Despite being confirmed as a Lombax in A Crack in Time, Angela has not appeared in any games since Going Commando. During a Polaris News broadcast in A Crack in Time, Angela was confirmed as being a Lombax, that she had fled Bogon in Max Apogee's ship during the earlier phases of Tachyon's invasion, and had been missing along with Apogee for over three years, suggesting both she and Apogee used the Dimensionator to escape Tachyon. The report also confirms her species as a female Lombax, claiming that female Lombaxes do not have tails. In a Full Moon Show Podcast, it was stated that Angela may be brought back if Insomniac Games makes another Ratchet & Clank game.

===Talwyn Apogee===
Talwyn Apogee (voiced by Tara Strong in Tools of Destruction and Quest for Booty, Ali Hillis in Into the Nexus) is a Markazian and the daughter of Max Apogee, a famous explorer known for his research into the Lombax culture. When Max vanished, Talwyn continued her father's work in finding the "Lombax Secret", a device said to have been used to eliminate the evil Cragmites from the galaxy. Her main base of operations is a space station in the Nundac asteroid ring, where she is accompanied by her guardian warbots Cronk and Zephyr.
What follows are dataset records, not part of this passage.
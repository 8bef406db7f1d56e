//! OLAP 立方体
//!
//! 按维度声明顺序逐层建树，叶子保存每个度量字段的可合并状态:
//! Welford 矩 (count / sum / mean / M2 / min / max)，
//! 以及仅在配置了 `median` 时保留的该字段数值。原始记录不进入立方体。
//!
//! 部分维度查询时合并所有可达叶子的状态再求度量，
//! 因此 sum / count / avg / std / median 在任意切片上都是精确值。
//!
//! 维度键与 `equals` 过滤使用同一规范化 (去空白 + 小写)，
//! 输出时使用每个键首次出现的原始拼写。

use crate::aggregation::{metric_name, COUNT_FIELD};
use crate::stats::{descriptive, MomentState};
use crate::utils::value::{
    is_blank, normalized_text, number_or_null, numeric_value, round2, text_value,
};
use crate::{AnalyticsError, Record, Result};
use serde::{Deserialize, Serialize};
use serde_json::Value;
use std::collections::{BTreeMap, BTreeSet};

/// 维度值缺失时的键
pub const CUBE_NULL_KEY: &str = "null";

/// 立方体度量函数
#[derive(Debug, Clone, Copy, PartialEq, Eq, Hash, Serialize, Deserialize)]
#[serde(rename_all = "lowercase")]
pub enum MeasureFunction {
    Sum,
    #[serde(alias = "mean")]
    Avg,
    Median,
    Min,
    Max,
    Count,
    #[serde(alias = "stddev")]
    Std,
}

impl MeasureFunction {
    pub fn name(&self) -> &'static str {
        match self {
            MeasureFunction::Sum => "sum",
            MeasureFunction::Avg => "avg",
            MeasureFunction::Median => "median",
            MeasureFunction::Min => "min",
            MeasureFunction::Max => "max",
            MeasureFunction::Count => "count",
            MeasureFunction::Std => "std",
        }
    }
}

/// 度量: 字段 + 函数
#[derive(Debug, Clone, PartialEq, Eq, Serialize, Deserialize)]
pub struct Measure {
    pub field: String,
    pub function: MeasureFunction,
}

impl Measure {
    pub fn new(field: impl Into<String>, function: MeasureFunction) -> Self {
        Self {
            field: field.into(),
            function,
        }
    }

    /// 输出列名 `<字段>_<函数>`
    pub fn output_name(&self) -> String {
        metric_name(&self.field, self.function.name())
    }
}

/// 立方体规格
#[derive(Debug, Clone, Default, PartialEq, Serialize, Deserialize)]
#[serde(rename_all = "camelCase")]
pub struct CubeSpec {
    pub dimensions: Vec<String>,
    pub measures: Vec<Measure>,
    /// 查询切片: 维度 → 值；未出现的维度被汇总
    #[serde(default)]
    pub slice: BTreeMap<String, Value>,
}

impl CubeSpec {
    pub fn validate(&self) -> Result<()> {
        if self.dimensions.is_empty() {
            return Err(AnalyticsError::InvalidSpec(
                "cube requires at least one dimension".into(),
            ));
        }
        let mut seen = BTreeSet::new();
        for dim in &self.dimensions {
            if dim.trim().is_empty() {
                return Err(AnalyticsError::InvalidSpec("empty cube dimension name".into()));
            }
            if !seen.insert(dim.as_str()) {
                return Err(AnalyticsError::InvalidSpec(format!(
                    "duplicate cube dimension '{}'",
                    dim
                )));
            }
        }
        if self.measures.is_empty() {
            return Err(AnalyticsError::InvalidSpec(
                "cube requires at least one measure".into(),
            ));
        }
        for key in self.slice.keys() {
            if !seen.contains(key.as_str()) {
                return Err(AnalyticsError::InvalidSpec(format!(
                    "slice on unknown dimension '{}'",
                    key
                )));
            }
        }
        Ok(())
    }
}

// ═══════════════════════════════════════════════════════════════════════════
// 叶子状态
// ═══════════════════════════════════════════════════════════════════════════

/// 单个字段的可合并状态
#[derive(Debug, Clone, Default, PartialEq)]
struct FieldState {
    moments: MomentState,
    /// 仅 median 需要
    values: Option<Vec<f64>>,
}

impl FieldState {
    fn new(keep_values: bool) -> Self {
        Self {
            moments: MomentState::new(),
            values: keep_values.then(Vec::new),
        }
    }

    fn update(&mut self, x: f64) {
        self.moments.update(x);
        if let Some(values) = self.values.as_mut() {
            values.push(x);
        }
    }

    fn merge_from(&mut self, other: &FieldState) {
        self.moments = self.moments.merge(&other.moments);
        if let (Some(mine), Some(theirs)) = (self.values.as_mut(), other.values.as_ref()) {
            mine.extend_from_slice(theirs);
        }
    }

    fn measure(&self, function: MeasureFunction) -> Option<f64> {
        let m = &self.moments;
        if m.is_empty() {
            return None;
        }
        let value = match function {
            MeasureFunction::Sum => Some(m.sum),
            MeasureFunction::Avg => m.mean(),
            MeasureFunction::Min => m.min,
            MeasureFunction::Max => m.max,
            MeasureFunction::Count => Some(m.count as f64),
            MeasureFunction::Std => m.std(),
            MeasureFunction::Median => self.values.as_deref().and_then(descriptive::median),
        };
        value.map(round2)
    }
}

/// 叶子: 记录数 + 每个度量字段的状态
#[derive(Debug, Clone, Default, PartialEq)]
struct LeafState {
    records: u64,
    fields: BTreeMap<String, FieldState>,
}

impl LeafState {
    fn new(measures: &[Measure]) -> Self {
        let mut fields: BTreeMap<String, FieldState> = BTreeMap::new();
        for m in measures {
            let keep = m.function == MeasureFunction::Median;
            let state = fields
                .entry(m.field.clone())
                .or_insert_with(|| FieldState::new(keep));
            if keep && state.values.is_none() {
                state.values = Some(Vec::new());
            }
        }
        Self { records: 0, fields }
    }

    fn ingest(&mut self, record: &Record) {
        self.records += 1;
        for (field, state) in self.fields.iter_mut() {
            if let Some(x) = record.get(field).and_then(numeric_value) {
                state.update(x);
            }
        }
    }

    fn merge_from(&mut self, other: &LeafState) {
        self.records += other.records;
        for (field, theirs) in &other.fields {
            match self.fields.get_mut(field) {
                Some(mine) => mine.merge_from(theirs),
                None => {
                    self.fields.insert(field.clone(), theirs.clone());
                }
            }
        }
    }

    fn measures(&self, measures: &[Measure]) -> BTreeMap<String, Value> {
        measures
            .iter()
            .map(|m| {
                let value = self.fields.get(&m.field).and_then(|s| s.measure(m.function));
                (m.output_name(), number_or_null(value))
            })
            .collect()
    }
}

#[derive(Debug, Clone)]
enum CubeNode {
    Branch(BTreeMap<String, CubeNode>),
    Leaf(LeafState),
}

impl CubeNode {
    fn collect_into(&self, acc: &mut LeafState) {
        match self {
            CubeNode::Leaf(leaf) => acc.merge_from(leaf),
            CubeNode::Branch(children) => {
                for child in children.values() {
                    child.collect_into(acc);
                }
            }
        }
    }

    fn leaf_count(&self) -> usize {
        match self {
            CubeNode::Leaf(_) => 1,
            CubeNode::Branch(children) => children.values().map(CubeNode::leaf_count).sum(),
        }
    }
}

// ═══════════════════════════════════════════════════════════════════════════
// 立方体
// ═══════════════════════════════════════════════════════════════════════════

/// 切片查询结果
#[derive(Debug, Clone, PartialEq, Serialize)]
#[serde(rename_all = "camelCase")]
pub struct CubeQueryResult {
    pub slice: BTreeMap<String, Value>,
    /// 匹配的记录数
    pub count: u64,
    /// 参与合并的叶子数
    pub cells: usize,
    pub measures: BTreeMap<String, Value>,
}

/// 多维立方体
#[derive(Debug, Clone)]
pub struct Cube {
    dimensions: Vec<String>,
    measures: Vec<Measure>,
    root: CubeNode,
    /// 每个维度: 规范化键 → 首次出现的原始拼写
    labels: Vec<BTreeMap<String, String>>,
    records: usize,
}

/// 维度键与显示值
fn dimension_key(record: &Record, dimension: &str) -> (String, String) {
    let value = match record.get(dimension) {
        v if is_blank(v) => None,
        v => v,
    };
    match value.and_then(|v| normalized_text(v).zip(text_value(v))) {
        Some((key, label)) => (key, label.trim().to_string()),
        None => (CUBE_NULL_KEY.to_string(), CUBE_NULL_KEY.to_string()),
    }
}

/// 切片值对应的维度键
fn slice_key(value: &Value) -> String {
    if value.is_null() {
        return CUBE_NULL_KEY.to_string();
    }
    normalized_text(value).unwrap_or_else(|| CUBE_NULL_KEY.to_string())
}

impl Cube {
    /// 构建立方体
    ///
    /// `max_records` 限制输入规模，超出时返回 `ResourceLimit`。
    pub fn build(records: &[&Record], spec: &CubeSpec, max_records: Option<usize>) -> Result<Self> {
        spec.validate()?;
        if let Some(limit) = max_records {
            if records.len() > limit {
                log::warn!(
                    "Cube build rejected: {} records exceeds limit {}",
                    records.len(),
                    limit
                );
                return Err(AnalyticsError::ResourceLimit(format!(
                    "cube build over {} records exceeds limit {}",
                    records.len(),
                    limit
                )));
            }
        }

        let template = LeafState::new(&spec.measures);
        let mut root = CubeNode::Branch(BTreeMap::new());
        let mut labels: Vec<BTreeMap<String, String>> = vec![BTreeMap::new(); spec.dimensions.len()];

        for &record in records {
            let mut node = &mut root;
            for (depth, dim) in spec.dimensions.iter().enumerate() {
                let is_last = depth + 1 == spec.dimensions.len();
                let children = match node {
                    CubeNode::Branch(children) => children,
                    CubeNode::Leaf(_) => {
                        return Err(AnalyticsError::InternalError(
                            "cube leaf reached before last dimension".into(),
                        ))
                    }
                };
                let (key, label) = dimension_key(record, dim);
                labels[depth].entry(key.clone()).or_insert(label);
                node = children.entry(key).or_insert_with(|| {
                    if is_last {
                        CubeNode::Leaf(template.clone())
                    } else {
                        CubeNode::Branch(BTreeMap::new())
                    }
                });
            }
            match node {
                CubeNode::Leaf(leaf) => leaf.ingest(record),
                CubeNode::Branch(_) => {
                    return Err(AnalyticsError::InternalError(
                        "cube path did not end at a leaf".into(),
                    ))
                }
            }
        }

        let cube = Self {
            dimensions: spec.dimensions.clone(),
            measures: spec.measures.clone(),
            root,
            labels,
            records: records.len(),
        };
        log::debug!(
            "Cube built: {} records, {} cells over {:?}",
            cube.records,
            cube.root.leaf_count(),
            cube.dimensions
        );
        Ok(cube)
    }

    pub fn dimensions(&self) -> &[String] {
        &self.dimensions
    }

    pub fn measures(&self) -> &[Measure] {
        &self.measures
    }

    /// 构建时输入的记录数
    pub fn record_count(&self) -> usize {
        self.records
    }

    pub fn cell_count(&self) -> usize {
        self.root.leaf_count()
    }

    /// 切片查询
    ///
    /// 切片值不存在时返回 count = 0、度量全为 null 的结果。
    pub fn query(&self, slice: &BTreeMap<String, Value>) -> Result<CubeQueryResult> {
        for key in slice.keys() {
            if !self.dimensions.contains(key) {
                return Err(AnalyticsError::InvalidSpec(format!(
                    "slice on unknown dimension '{}'",
                    key
                )));
            }
        }

        let wanted: Vec<Option<String>> = self
            .dimensions
            .iter()
            .map(|d| slice.get(d).map(slice_key))
            .collect();

        let mut acc = LeafState::new(&self.measures);
        let mut cells = 0;
        Self::descend(&self.root, &wanted, &mut acc, &mut cells);

        Ok(CubeQueryResult {
            slice: slice.clone(),
            count: acc.records,
            cells,
            measures: acc.measures(&self.measures),
        })
    }

    fn descend(node: &CubeNode, wanted: &[Option<String>], acc: &mut LeafState, cells: &mut usize) {
        match node {
            CubeNode::Leaf(leaf) => {
                acc.merge_from(leaf);
                *cells += 1;
            }
            CubeNode::Branch(children) => match wanted.split_first() {
                Some((Some(key), rest)) => {
                    if let Some(child) = children.get(key) {
                        Self::descend(child, rest, acc, cells);
                    }
                }
                Some((None, rest)) => {
                    for child in children.values() {
                        Self::descend(child, rest, acc, cells);
                    }
                }
                None => {
                    node.collect_into(acc);
                    *cells += node.leaf_count();
                }
            },
        }
    }

    /// 展开所有叶子为行: 维度列 + 度量列 + `_count`
    pub fn cells(&self) -> Vec<Record> {
        let mut rows = Vec::new();
        let mut path = Vec::with_capacity(self.dimensions.len());
        self.flatten(&self.root, &mut path, &mut rows);
        rows
    }

    fn flatten(&self, node: &CubeNode, path: &mut Vec<String>, rows: &mut Vec<Record>) {
        match node {
            CubeNode::Leaf(leaf) => {
                let mut row = Record::new();
                for (depth, (dim, key)) in self.dimensions.iter().zip(path.iter()).enumerate() {
                    let value = if key == CUBE_NULL_KEY {
                        Value::Null
                    } else {
                        Value::String(self.label(depth, key).to_string())
                    };
                    row.insert(dim.clone(), value);
                }
                row.extend(leaf.measures(&self.measures));
                row.insert(COUNT_FIELD.to_string(), Value::from(leaf.records));
                rows.push(row);
            }
            CubeNode::Branch(children) => {
                for (key, child) in children {
                    path.push(key.clone());
                    self.flatten(child, path, rows);
                    path.pop();
                }
            }
        }
    }

    fn label<'a>(&'a self, depth: usize, key: &'a str) -> &'a str {
        self.labels
            .get(depth)
            .and_then(|m| m.get(key))
            .map(String::as_str)
            .unwrap_or(key)
    }

    /// 某个维度上出现过的全部值 (按规范化键排序，返回原始拼写)
    pub fn dimension_values(&self, dimension: &str) -> Option<Vec<String>> {
        let depth = self.dimensions.iter().position(|d| d == dimension)?;
        let mut out = BTreeSet::new();
        Self::collect_level(&self.root, depth, &mut out);
        Some(
            out.iter()
                .map(|key| self.label(depth, key).to_string())
                .collect(),
        )
    }

    fn collect_level(node: &CubeNode, depth: usize, out: &mut BTreeSet<String>) {
        if let CubeNode::Branch(children) = node {
            if depth == 0 {
                out.extend(children.keys().cloned());
            } else {
                for child in children.values() {
                    Self::collect_level(child, depth - 1, out);
                }
            }
        }
    }
}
In Tools of Destruction, Ratchet is led to Talwyn after intercepting a message from Emperor Tachyon calling for her death. After explaining his situation, Talwyn agrees to help Ratchet in finding the Lombax Secret and overthrowing Tachyon. In Quest for Booty, Talwyn journeys alongside Ratchet in his search for Clank. She does not physically appear in A Crack in Time, but is seen in Clank's subconscious and is occasionally mentioned on the radio as having requested songs for Ratchet to listen to while flying through space. She also appears in the comic book mini-series, as well as Full Frontal Assault as a skin and a full appearance in Into the Nexus. Talwyn is also briefly mentioned in Rift Apart and appears in its end credits sequence.

In the 2016 film and re-imagined game, a character named Cora Veralux (voiced by Bella Thorne) is believed to be Talwyn's counterpart.

====Cronk and Zephyr====
Cronk and Zephyr (voiced by Daniel Hagen and Paul Eiding respectively) are a pair of war-robots who frequently accompany Talwyn in her adventures. Heavily rusted and senile from many years of combat, the pair are often heard bickering to each other and rambling about their past experiences but nonetheless serve as reliable allies in Ratchet and Talwyn's search for the Lombax Secret. The pair first appear in Tools of Destruction and make a voice-only cameo in A Crack in Time as they bicker during the credits. In All 4 One, Cronk and Zephyr serve as Ratchet's support team by selling him and his allies weapons. Both are killed by Vendra Prog in Into the Nexus, though their ghosts make a final appearance in the post-credits sequence.

===Alister Azimuth===
General Alister Azimuth (voiced by Joey D'Auria) is a Lombax and serves as a mentor to Ratchet. He has white and red fur, unlike Ratchet and Angela who have yellow and brown/orange fur. This is not due to age, because although Alister is much older than Ratchet, his fur has been this color since his youth. He uses a double-headed Praetorian Omniwrench as his weapon of choice. In his youth, Azimuth was close friends with Ratchet's father, Kaden, and carries a pocketwatch that holds a photo of the two of them standing together. Azimuth was indirectly responsible for Emperor Tachyon's rise to power and the deaths of Ratchet's parents, as he gave Tachyon full access to Lombax technology in the hopes that he would be able to help them. For his crimes, he was forbidden to join the Lombaxes as they left to another dimension, and has lived in exile ever since.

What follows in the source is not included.